------ Records

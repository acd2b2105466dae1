use crate::error::DiaryError;
use rand::Rng;
use rand::distributions::{Distribution, Standard};
use serde::{Deserialize, Serialize};
use std::fmt;

/// Identity of an entry. Assigned by the store's counter, never reused.
pub type EntryId = u64;

/// A mood score from 1 (worst) to 5 (best).
///
/// Scores of 3 and above count as "good" in [`Analytics`](crate::Analytics).
/// Out-of-range scores cannot be constructed, including through serde.
///
/// # Examples
///
/// ```
/// use diaryfold::Emotion;
///
/// let mood = Emotion::new(3).unwrap();
/// assert!(mood.is_good());
/// assert!(!Emotion::new(2).unwrap().is_good());
/// assert!(Emotion::new(6).is_err());
/// ```
#[derive(Debug, Clone, Copy, PartialEq, Eq, PartialOrd, Ord, Hash, Serialize, Deserialize)]
#[serde(try_from = "u8", into = "u8")]
pub struct Emotion(u8);

impl Emotion {
    pub const WORST: Emotion = Emotion(1);
    pub const BEST: Emotion = Emotion(5);
    /// Lowest score classified as good.
    pub const GOOD_THRESHOLD: u8 = 3;

    /// # Errors
    ///
    /// Returns [`DiaryError::InvalidEmotion`] outside `1..=5`.
    pub fn new(score: u8) -> Result<Self, DiaryError> {
        if (Self::WORST.0..=Self::BEST.0).contains(&score) {
            Ok(Emotion(score))
        } else {
            Err(DiaryError::InvalidEmotion(score))
        }
    }

    pub fn score(self) -> u8 {
        self.0
    }

    pub fn is_good(self) -> bool {
        self.0 >= Self::GOOD_THRESHOLD
    }
}

impl TryFrom<u8> for Emotion {
    type Error = DiaryError;

    fn try_from(score: u8) -> Result<Self, Self::Error> {
        Emotion::new(score)
    }
}

impl From<Emotion> for u8 {
    fn from(emotion: Emotion) -> u8 {
        emotion.0
    }
}

/// Uniform over the five scores.
impl Distribution<Emotion> for Standard {
    fn sample<R: Rng + ?Sized>(&self, rng: &mut R) -> Emotion {
        Emotion(rng.gen_range(Emotion::WORST.0..=Emotion::BEST.0))
    }
}

impl fmt::Display for Emotion {
    fn fmt(&self, f: &mut fmt::Formatter<'_>) -> fmt::Result {
        write!(f, "{}", self.0)
    }
}

/// One diary record.
///
/// Only `content` ever changes after creation, and only through an EDIT.
#[derive(Debug, Clone, PartialEq, Eq, Serialize, Deserialize)]
pub struct Entry {
    pub id: EntryId,
    pub author: String,
    pub content: String,
    pub emotion: Emotion,
    /// Milliseconds since the Unix epoch, stamped once at creation.
    pub created_date: u64,
}

impl Entry {
    pub fn is_good(&self) -> bool {
        self.emotion.is_good()
    }
}
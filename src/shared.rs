use crate::entry::{Emotion, Entry, EntryId};
use crate::error::{DiaryError, SeedError};
use crate::event::Action;
use crate::seed::{SeedLoader, SeedSource};
use crate::store::EntryStore;
use crate::view::Analytics;
use std::sync::{Arc, Mutex};

/// A cloneable, thread-safe handle to one [`EntryStore`].
///
/// Every call takes the lock for the duration of a single action, so the
/// collection and its identity counter always see one writer at a time.
/// A poisoned lock is reported as [`DiaryError::Poisoned`].
#[derive(Debug, Clone, Default)]
pub struct SharedStore {
    inner: Arc<Mutex<EntryStore>>,
}

impl SharedStore {
    pub fn new() -> Self {
        Self::default()
    }

    pub fn from_store(store: EntryStore) -> Self {
        SharedStore {
            inner: Arc::new(Mutex::new(store)),
        }
    }

    /// Run `f` with exclusive access to the store.
    pub fn with<T>(&self, f: impl FnOnce(&mut EntryStore) -> T) -> Result<T, DiaryError> {
        let mut store = self.inner.lock().map_err(|_| DiaryError::Poisoned)?;
        Ok(f(&mut store))
    }

    pub fn dispatch(&self, action: Action) -> Result<(), DiaryError> {
        self.with(|store| {
            store.dispatch(action);
        })
    }

    pub fn create(
        &self,
        author: impl Into<String>,
        content: impl Into<String>,
        emotion: Emotion,
    ) -> Result<EntryId, DiaryError> {
        self.with(|store| store.create(author, content, emotion))
    }

    pub fn remove(&self, id: EntryId) -> Result<(), DiaryError> {
        self.with(|store| store.remove(id))
    }

    pub fn edit(&self, id: EntryId, new_content: impl Into<String>) -> Result<(), DiaryError> {
        self.with(|store| store.edit(id, new_content))
    }

    /// A copy of the live entries, newest first.
    pub fn entries(&self) -> Result<Vec<Entry>, DiaryError> {
        self.with(|store| store.entries().to_vec())
    }

    pub fn analytics(&self) -> Result<Analytics, DiaryError> {
        self.with(|store| *store.analytics())
    }

    /// Fetch seed records without holding the lock, then install them.
    ///
    /// # Errors
    ///
    /// Returns the fetch error, leaving the store untouched, or
    /// [`SeedError::Store`] if the lock was poisoned.
    pub async fn seed<S: SeedSource>(
        &self,
        loader: &mut SeedLoader,
        source: &S,
    ) -> Result<usize, SeedError> {
        let records = loader.fetch(source).await?;
        Ok(self.with(|store| loader.install(store, records))?)
    }
}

------------

● To do:
When you output the entries, keep every line exactly as it appears above.

● Solution below:
repository acd2b2105466dae1
use crate::error::DiaryError;
use rand::Rng;
use rand::distributions::{Distribution, Standard};
use serde::{Deserialize, Serialize};
use std::fmt;

/// Identity of an entry. Assigned by the store's counter, never reused.
pub type EntryId = u64;

/// A mood score from 1 (worst) to 5 (best).
///
/// Scores of 3 and above count as "good" in [`Analytics`](crate::Analytics).
/// Out-of-range scores cannot be constructed, including through serde.
///
/// # Examples
///
/// ```
/// use diaryfold::Emotion;
///
/// let mood = Emotion::new(3).unwrap();
/// assert!(mood.is_good());
/// assert!(!Emotion::new(2).unwrap().is_good());
/// assert!(Emotion::new(6).is_err());
/// ```
#[derive(Debug, Clone, Copy, PartialEq, Eq, PartialOrd, Ord, Hash, Serialize, Deserialize)]
#[serde(try_from = "u8", into = "u8")]
pub struct Emotion(u8);

impl Emotion {
    pub const WORST: Emotion = Emotion(1);
    pub const BEST: Emotion = Emotion(5);
    /// Lowest score classified as good.
    pub const GOOD_THRESHOLD: u8 = 3;

    /// # Errors
    ///
    /// Returns [`DiaryError::InvalidEmotion`] outside `1..=5`.
    pub fn new(score: u8) -> Result<Self, DiaryError> {
        if (Self::WORST.0..=Self::BEST.0).contains(&score) {
            Ok(Emotion(score))
        } else {
            Err(DiaryError::InvalidEmotion(score))
        }
    }

    pub fn score(self) -> u8 {
        self.0
    }

    pub fn is_good(self) -> bool {
        self.0 >= Self::GOOD_THRESHOLD
    }
}

impl TryFrom<u8> for Emotion {
    type Error = DiaryError;

    fn try_from(score: u8) -> Result<Self, Self::Error> {
        Emotion::new(score)
    }
}

impl From<Emotion> for u8 {
    fn from(emotion: Emotion) -> u8 {
        emotion.0
    }
}

/// Uniform over the five scores.
impl Distribution<Emotion> for Standard {
    fn sample<R: Rng + ?Sized>(&self, rng: &mut R) -> Emotion {
        Emotion(rng.gen_range(Emotion::WORST.0..=Emotion::BEST.0))
    }
}

impl fmt::Display for Emotion {
    fn fmt(&self, f: &mut fmt::Formatter<'_>) -> fmt::Result {
        write!(f, "{}", self.0)
    }
}

/// One diary record.
///
/// Only `content` ever changes after creation, and only through an EDIT.
#[derive(Debug, Clone, PartialEq, Eq, Serialize, Deserialize)]
pub struct Entry {
    pub id: EntryId,
    pub author: String,
    pub content: String,
    pub emotion: Emotion,
    /// Milliseconds since the Unix epoch, stamped once at creation.
    pub created_date: u64,
}

impl Entry {
    pub fn is_good(&self) -> bool {
        self.emotion.is_good()
    }
}
filename src/shared.rs
use crate::entry::{Emotion, Entry, EntryId};
use crate::error::{DiaryError, SeedError};
use crate::event::Action;
use crate::seed::{SeedLoader, SeedSource};
use crate::store::EntryStore;
use crate::view::Analytics;
use std::sync::{Arc, Mutex};

/// A cloneable, thread-safe handle to one [`EntryStore`].
///
/// Every call takes the lock for the duration of a single action, so the
/// collection and its identity counter always see one writer at a time.
/// A poisoned lock is reported as [`DiaryError::Poisoned`].
#[derive(Debug, Clone, Default)]
pub struct SharedStore {
    inner: Arc<Mutex<EntryStore>>,
}

impl SharedStore {
    pub fn new() -> Self {
        Self::default()
    }

    pub fn from_store(store: EntryStore) -> Self {
        SharedStore {
            inner: Arc::new(Mutex::new(store)),
        }
    }

    /// Run `f` with exclusive access to the store.
    pub fn with<T>(&self, f: impl FnOnce(&mut EntryStore) -> T) -> Result<T, DiaryError> {
        let mut store = self.inner.lock().map_err(|_| DiaryError::Poisoned)?;
        Ok(f(&mut store))
    }

    pub fn dispatch(&self, action: Action) -> Result<(), DiaryError> {
        self.with(|store| {
            store.dispatch(action);
        })
    }

    pub fn create(
        &self,
        author: impl Into<String>,
        content: impl Into<String>,
        emotion: Emotion,
    ) -> Result<EntryId, DiaryError> {
        self.with(|store| store.create(author, content, emotion))
    }

    pub fn remove(&self, id: EntryId) -> Result<(), DiaryError> {
        self.with(|store| store.remove(id))
    }

    pub fn edit(&self, id: EntryId, new_content: impl Into<String>) -> Result<(), DiaryError> {
        self.with(|store| store.edit(id, new_content))
    }

    /// A copy of the live entries, newest first.
    pub fn entries(&self) -> Result<Vec<Entry>, DiaryError> {
        self.with(|store| store.entries().to_vec())
    }

    pub fn analytics(&self) -> Result<Analytics, DiaryError> {
        self.with(|store| *store.analytics())
    }

    /// Fetch seed records without holding the lock, then install them.
    ///
    /// # Errors
    ///
    /// Returns the fetch error, leaving the store untouched, or
    /// [`SeedError::Store`] if the lock was poisoned.
    pub async fn seed<S: SeedSource>(
        &self,
        loader: &mut SeedLoader,
        source: &S,
    ) -> Result<usize, SeedError> {
        let records = loader.fetch(source).await?;
        Ok(self.with(|store| loader.install(store, records))?)
    }
}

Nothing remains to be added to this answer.